O crescimento ocorreu no mês em que entraram em vigor as novas tarifas do governo Donald Trump. Aeronaves e carne bovina, itens excluídos das taxas, estiveram entre os produtos que mais contribuíram para o resultado, junto a celulose, café e materiais de construção. No acumulado de janeiro a agosto, as vendas ao país caíram 9,7% em valor, somando US$ 24,105 bilhões.
As importações brasileiras de produtos estadunidenses subiram 1,1%, atingindo US$ 4,014 bilhões em agosto. Com isso, o déficit comercial com os Estados Unidos fechou o mês em US$ 824 milhões. No total do ano, as compras brasileiras recuaram 8,6%, para US$ 27,316 bilhões, com déficit acumulado de US$ 3,211 bilhões.
Herlon Brandão, diretor do Departamento de Estatísticas e Estudos de Comércio Exterior do Mdic, afirmou que oscilações são esperadas devido a interferências no fluxo comercial. O ministério informou que pouco mais de 20% do comércio bilateral foi afetado pelas tarifas. Brandão disse ser cedo para medir se houve redirecionamento das exportações para outros mercados.

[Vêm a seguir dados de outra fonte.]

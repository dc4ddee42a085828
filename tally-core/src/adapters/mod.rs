//! Adapter implementations
//!
//! Adapters implement the port traits with concrete technologies:
//! - DuckDB for ledger storage and the atomic scope
//! - Argon2id for the CredentialHasher port
//! - Thread-local RNG for the AccountNumberSource port

pub mod argon2;
pub mod duckdb;
pub mod random;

Enquanto isso, as vendas para a União Europeia cresceram 46,4% em agosto, somando US$ 5,82 bilhões, com alta de 30,3% no volume. O desempenho envolveu demanda por combustíveis devido ao conflito no Oriente Médio, procura por cobre no setor de tecnologia e efeitos do acordo entre Mercosul e União Europeia.
No total, a balança comercial brasileira registrou superávit de US$ 7,39 bilhões em agosto, alta de 23,8% em relação ao mesmo mês de 2025. A corrente de comércio chegou a US$ 58,9 bilhões, o maior valor histórico para agostos. De janeiro a agosto, o saldo comercial acumulado foi de US$ 55,32 bilhões, crescimento de 28,2% ante o ano anterior.